VBAC’s ahoy!
March 11, 2010
While I don’t have time to delve into the entire topic of “birth in the American culture” right now, someday (after we have proven we can follow through with our existing projects!) Larms and I will give it a properly thorough treatment, since we each have SCORES of pent-up rants about the over-medicalization and de-simplification of childbirth waiting to be unleashed upon you, our innocent readers.

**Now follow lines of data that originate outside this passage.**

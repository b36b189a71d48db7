use std::fmt;

use crate::error::MathError;

/// An n-dimensional point or direction in single-precision float space.
///
/// The dimension is fixed at construction and every operation returns a
/// new `Vector`; binary operations require operand dimensions to match
/// exactly and fail with [`MathError::DimensionMismatch`] otherwise.
#[derive(Debug, Clone, PartialEq)]
pub struct Vector {
    components: Vec<f32>,
}

impl Vector {
    /// Creates a vector from an ordered list of components.
    pub fn new(components: impl Into<Vec<f32>>) -> Self {
        Self { components: components.into() }
    }

    /// Creates a vector from a flat float buffer.
    ///
    /// Round-trips losslessly with [`Vector::as_slice`].
    pub fn from_slice(components: &[f32]) -> Self {
        Self { components: components.to_vec() }
    }

    /// Number of components.
    pub fn dimension(&self) -> usize {
        self.components.len()
    }

    /// Component at `i`. Out-of-range access is a caller precondition
    /// violation and panics like slice indexing.
    pub fn get(&self, i: usize) -> f32 {
        self.components[i]
    }

    /// The components as a flat float buffer.
    pub fn as_slice(&self) -> &[f32] {
        &self.components
    }

    /// Component-wise sum of two vectors.
    pub fn add(&self, other: &Vector) -> Result<Vector, MathError> {
        self.zip_with(other, "addition", |a, b| a + b)
    }

    /// Component-wise difference of two vectors.
    pub fn subtract(&self, other: &Vector) -> Result<Vector, MathError> {
        self.zip_with(other, "subtraction", |a, b| a - b)
    }

    /// Scalar multiple of the vector.
    pub fn scale(&self, scalar: f32) -> Vector {
        Vector::new(self.components.iter().map(|c| c * scalar).collect::<Vec<_>>())
    }

    /// Broadcast-adds a scalar to every component.
    pub fn add_scalar(&self, scalar: f32) -> Vector {
        Vector::new(self.components.iter().map(|c| c + scalar).collect::<Vec<_>>())
    }

    /// Standard 3-D cross product. Both operands must have dimension 3.
    pub fn cross(&self, other: &Vector) -> Result<Vector, MathError> {
        if self.dimension() != 3 || other.dimension() != 3 {
            return Err(MathError::cross_requires_3d(self.dimension(), other.dimension()));
        }

        let (a1, a2, a3) = (self.components[0], self.components[1], self.components[2]);
        let (b1, b2, b3) = (other.components[0], other.components[1], other.components[2]);

        Ok(Vector::new([
            a2 * b3 - a3 * b2,
            a3 * b1 - a1 * b3,
            a1 * b2 - a2 * b1,
        ]))
    }

    /// Linear interpolation `(1-t)*self + t*other`.
    ///
    /// `t` is unrestricted; values outside `[0, 1]` extrapolate.
    pub fn lerp(&self, other: &Vector, t: f32) -> Result<Vector, MathError> {
        self.zip_with(other, "interpolation", |a, b| (1.0 - t) * a + t * b)
    }

    /// Scalar inner product.
    pub fn dot(&self, other: &Vector) -> Result<f32, MathError> {
        if self.dimension() != other.dimension() {
            return Err(MathError::vector_dimensions(
                "dot product",
                self.dimension(),
                other.dimension(),
            ));
        }

        Ok(self
            .components
            .iter()
            .zip(&other.components)
            .map(|(a, b)| a * b)
            .sum())
    }

    /// Euclidean norm, always >= 0.
    pub fn magnitude(&self) -> f32 {
        self.components.iter().map(|c| c * c).sum::<f32>().sqrt()
    }

    /// Unit vector in the same direction.
    pub fn normalize(&self) -> Result<Vector, MathError> {
        let mag = self.magnitude();
        if mag == 0.0 {
            return Err(MathError::zero_magnitude());
        }
        Ok(self.scale(1.0 / mag))
    }

    fn zip_with(
        &self,
        other: &Vector,
        operation: &str,
        f: impl Fn(f32, f32) -> f32,
    ) -> Result<Vector, MathError> {
        if self.dimension() != other.dimension() {
            return Err(MathError::vector_dimensions(
                operation,
                self.dimension(),
                other.dimension(),
            ));
        }

        let components: Vec<f32> = self
            .components
            .iter()
            .zip(&other.components)
            .map(|(&a, &b)| f(a, b))
            .collect();

        Ok(Vector::new(components))
    }
}

impl fmt::Display for Vector {
    fn fmt(&self, f: &mut fmt::Formatter<'_>) -> fmt::Result {
        let parts: Vec<String> = self.components.iter().map(|c| c.to_string()).collect();
        write!(f, "[{}]", parts.join(", "))
    }
}

impl From<Vec<f32>> for Vector {
    fn from(components: Vec<f32>) -> Self {
        Vector::new(components)
    }
}

#[cfg(test)]
mod tests {
    use super::*;

    const EPSILON: f32 = 1e-6;

    fn assert_close(actual: &Vector, expected: &[f32]) {
        assert_eq!(actual.dimension(), expected.len());
        for (i, &e) in expected.iter().enumerate() {
            assert!(
                (actual.get(i) - e).abs() < EPSILON,
                "component {i}: {} != {e}",
                actual.get(i)
            );
        }
    }

    #[test]
    fn test_add_subtract_round_trip() {
        let u = Vector::new([1.0, 2.5, -3.0]);
        let v = Vector::new([-4.0, 0.5, 7.25]);

        let diff = v.subtract(&u).unwrap();
        let restored = u.add(&diff).unwrap();

        assert_close(&restored, v.as_slice());
    }

    #[test]
    fn test_add_dimension_mismatch() {
        let u = Vector::new([1.0, 2.0]);
        let v = Vector::new([1.0, 2.0, 3.0]);

        let result = u.add(&v);
        assert!(matches!(result, Err(MathError::DimensionMismatch(_))));
    }

    #[test]
    fn test_scale_and_add_scalar() {
        let v = Vector::new([1.0, -2.0, 4.0]);

        assert_close(&v.scale(0.5), &[0.5, -1.0, 2.0]);
        assert_close(&v.add_scalar(1.0), &[2.0, -1.0, 5.0]);
    }

    #[test]
    fn test_cross_basis_vectors() {
        let x = Vector::new([1.0, 0.0, 0.0]);
        let y = Vector::new([0.0, 1.0, 0.0]);

        let z = x.cross(&y).unwrap();
        assert_close(&z, &[0.0, 0.0, 1.0]);
    }

    #[test]
    fn test_cross_rejects_non_3d() {
        let u = Vector::new([1.0, 0.0]);
        let v = Vector::new([0.0, 1.0]);
        assert!(matches!(u.cross(&v), Err(MathError::DimensionMismatch(_))));

        let u = Vector::new([1.0, 0.0, 0.0, 0.0]);
        let v = Vector::new([0.0, 1.0, 0.0, 0.0]);
        assert!(matches!(u.cross(&v), Err(MathError::DimensionMismatch(_))));

        let u = Vector::new([1.0, 0.0, 0.0]);
        let v = Vector::new([0.0, 1.0]);
        assert!(matches!(u.cross(&v), Err(MathError::DimensionMismatch(_))));
    }

    #[test]
    fn test_lerp_endpoints() {
        let u = Vector::new([0.0, 10.0]);
        let v = Vector::new([4.0, -10.0]);

        assert_close(&u.lerp(&v, 0.0).unwrap(), u.as_slice());
        assert_close(&u.lerp(&v, 1.0).unwrap(), v.as_slice());
        assert_close(&u.lerp(&v, 0.5).unwrap(), &[2.0, 0.0]);
    }

    #[test]
    fn test_lerp_identity_for_any_t() {
        let v = Vector::new([3.0, -1.0, 0.25]);

        for t in [-2.0, 0.0, 0.3, 1.0, 5.5] {
            assert_close(&v.lerp(&v, t).unwrap(), v.as_slice());
        }
    }

    #[test]
    fn test_lerp_extrapolates() {
        let u = Vector::new([0.0]);
        let v = Vector::new([1.0]);

        assert_close(&u.lerp(&v, 2.0).unwrap(), &[2.0]);
        assert_close(&u.lerp(&v, -1.0).unwrap(), &[-1.0]);
    }

    #[test]
    fn test_dot_product() {
        let u = Vector::new([1.0, 2.0, 3.0]);
        let v = Vector::new([4.0, 5.0, 6.0]);

        assert_eq!(u.dot(&v).unwrap(), 32.0);
    }

    #[test]
    fn test_dot_dimension_mismatch() {
        let u = Vector::new([1.0, 2.0, 3.0]);
        let v = Vector::new([4.0, 5.0]);

        assert!(matches!(u.dot(&v), Err(MathError::DimensionMismatch(_))));
    }

    #[test]
    fn test_magnitude() {
        let v = Vector::new([3.0, 4.0]);
        assert_eq!(v.magnitude(), 5.0);

        let zero = Vector::new([0.0, 0.0, 0.0]);
        assert_eq!(zero.magnitude(), 0.0);
    }

    #[test]
    fn test_normalize_has_unit_magnitude() {
        for v in [
            Vector::new([3.0, 4.0]),
            Vector::new([1.0, 1.0, 1.0]),
            Vector::new([-0.5, 0.25, 8.0, 2.0]),
        ] {
            let n = v.normalize().unwrap();
            assert!((n.magnitude() - 1.0).abs() < EPSILON);
        }
    }

    #[test]
    fn test_normalize_zero_vector_fails() {
        let zero = Vector::new([0.0, 0.0]);
        assert!(matches!(zero.normalize(), Err(MathError::DegenerateVector(_))));
    }

    #[test]
    fn test_flat_buffer_round_trip() {
        let v = Vector::new([1.5, -2.25, 0.0, 9.75]);
        let restored = Vector::from_slice(v.as_slice());

        assert_eq!(v, restored);
    }

    #[test]
    fn test_display() {
        let v = Vector::new([1.0, -2.5]);
        assert_eq!(v.to_string(), "[1, -2.5]");
    }
}
use std::{fmt, marker::PhantomData};

/// Generation-checked index into an [`Arena`].
///
/// Handles stay `Copy` so callers can pass them around freely; a handle
/// whose slot has since been released resolves to `None` instead of
/// aliasing whatever object reuses the slot.
pub struct Handle<T> {
    index: u32,
    generation: u32,
    _kind: PhantomData<fn() -> T>,
}

impl<T> Handle<T> {
    fn new(index: u32, generation: u32) -> Self {
        Self { index, generation, _kind: PhantomData }
    }
}

impl<T> Clone for Handle<T> {
    fn clone(&self) -> Self {
        *self
    }
}

impl<T> Copy for Handle<T> {}

impl<T> PartialEq for Handle<T> {
    fn eq(&self, other: &Self) -> bool {
        self.index == other.index && self.generation == other.generation
    }
}

impl<T> Eq for Handle<T> {}

impl<T> fmt::Debug for Handle<T> {
    fn fmt(&self, f: &mut fmt::Formatter<'_>) -> fmt::Result {
        write!(f, "Handle({}v{})", self.index, self.generation)
    }
}

#[derive(Debug)]
struct Slot<T> {
    generation: u32,
    value: Option<T>,
}

/// Arena allocator for externally owned graphics objects.
///
/// Slots are recycled after removal with a bumped generation, so stale
/// handles from a previous occupant never resolve.
#[derive(Debug)]
pub(crate) struct Arena<T> {
    slots: Vec<Slot<T>>,
    free: Vec<u32>,
}

impl<T> Arena<T> {
    pub fn new() -> Self {
        Self { slots: Vec::new(), free: Vec::new() }
    }

    pub fn insert(&mut self, value: T) -> Handle<T> {
        match self.free.pop() {
            Some(index) => {
                let slot = &mut self.slots[index as usize];
                slot.value = Some(value);
                Handle::new(index, slot.generation)
            },
            None => {
                let index = self.slots.len() as u32;
                self.slots.push(Slot { generation: 0, value: Some(value) });
                Handle::new(index, 0)
            },
        }
    }

    pub fn get(&self, handle: Handle<T>) -> Option<&T> {
        self.slots
            .get(handle.index as usize)
            .filter(|slot| slot.generation == handle.generation)
            .and_then(|slot| slot.value.as_ref())
    }

    pub fn remove(&mut self, handle: Handle<T>) -> Option<T> {
        let slot = self.slots.get_mut(handle.index as usize)?;
        if slot.generation != handle.generation {
            return None;
        }

        let value = slot.value.take()?;
        slot.generation += 1;
        self.free.push(handle.index);
        Some(value)
    }

    /// Empties every slot, invalidating all outstanding handles.
    pub fn drain(&mut self) -> Vec<T> {
        let mut values = Vec::with_capacity(self.len());
        for (index, slot) in self.slots.iter_mut().enumerate() {
            if let Some(value) = slot.value.take() {
                slot.generation += 1;
                self.free.push(index as u32);
                values.push(value);
            }
        }
        values
    }

    pub fn len(&self) -> usize {
        self.slots.iter().filter(|slot| slot.value.is_some()).count()
    }

    pub fn is_empty(&self) -> bool {
        self.len() == 0
    }
}

#[cfg(test)]
mod tests {
    use super::*;

    #[test]
    fn test_insert_and_get() {
        let mut arena = Arena::new();
        let a = arena.insert("alpha");
        let b = arena.insert("beta");

        assert_eq!(arena.get(a), Some(&"alpha"));
        assert_eq!(arena.get(b), Some(&"beta"));
        assert_eq!(arena.len(), 2);
    }

    #[test]
    fn test_remove_invalidates_handle() {
        let mut arena = Arena::new();
        let handle = arena.insert(7);

        assert_eq!(arena.remove(handle), Some(7));
        assert_eq!(arena.get(handle), None);
        assert_eq!(arena.remove(handle), None);
        assert!(arena.is_empty());
    }

    #[test]
    fn test_stale_handle_after_slot_reuse() {
        let mut arena = Arena::new();
        let old = arena.insert(1);
        arena.remove(old);

        // reuses the slot with a new generation
        let new = arena.insert(2);
        assert_ne!(old, new);
        assert_eq!(arena.get(old), None);
        assert_eq!(arena.get(new), Some(&2));
    }

    #[test]
    fn test_drain_empties_and_invalidates() {
        let mut arena = Arena::new();
        let a = arena.insert(10);
        let b = arena.insert(20);

        let mut values = arena.drain();
        values.sort();
        assert_eq!(values, vec![10, 20]);
        assert!(arena.is_empty());
        assert_eq!(arena.get(a), None);
        assert_eq!(arena.get(b), None);

        // drained slots are reusable
        let c = arena.insert(30);
        assert_eq!(arena.get(c), Some(&30));
    }
}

For the moment, let me just point you to the newly-released NIH findings regarding vaginal birth after cesarean (VBAC). (Full panel statement here, for those who like primary sources!) This is a subject near and dear to my heart, as I was my mother’s first child and born of emergency cesarean, but because she had her 2nd two children in the mid-80′s during the great VBAC revival (and with the aid of a forward-thinking OB), she was easily able to choose NOT to have a c-section for the births of my siblings. (I should note, however, that although this male OB was radical enough to steer her toward a vaginal birth for my brother, he was not, apparently, aware that a woman enduring 20 hours of back labor with no pain medication might benefit from more range/flexibility of movement than FLAT ON HER BACK IN A HOSPITAL BED. Props to you, Mom. Seriously.)
Unfortunately, that option would most likely no longer be readily available to her today (to varying degrees depending on where she lived), possibly leaving her consigned to two more automatic c-sections and exposing her to the additional and increasing risks involved without giving her a real choice in the matter. So I was thrilled when my husband, alert-Morning Edition listener that he is (good work babe!), told me all about the new study and its findings. Score one (I hope!) for treating each birth on a case by case basis and, when possible, letting women decide for themselves how they’d like to bring their kiddos into the world!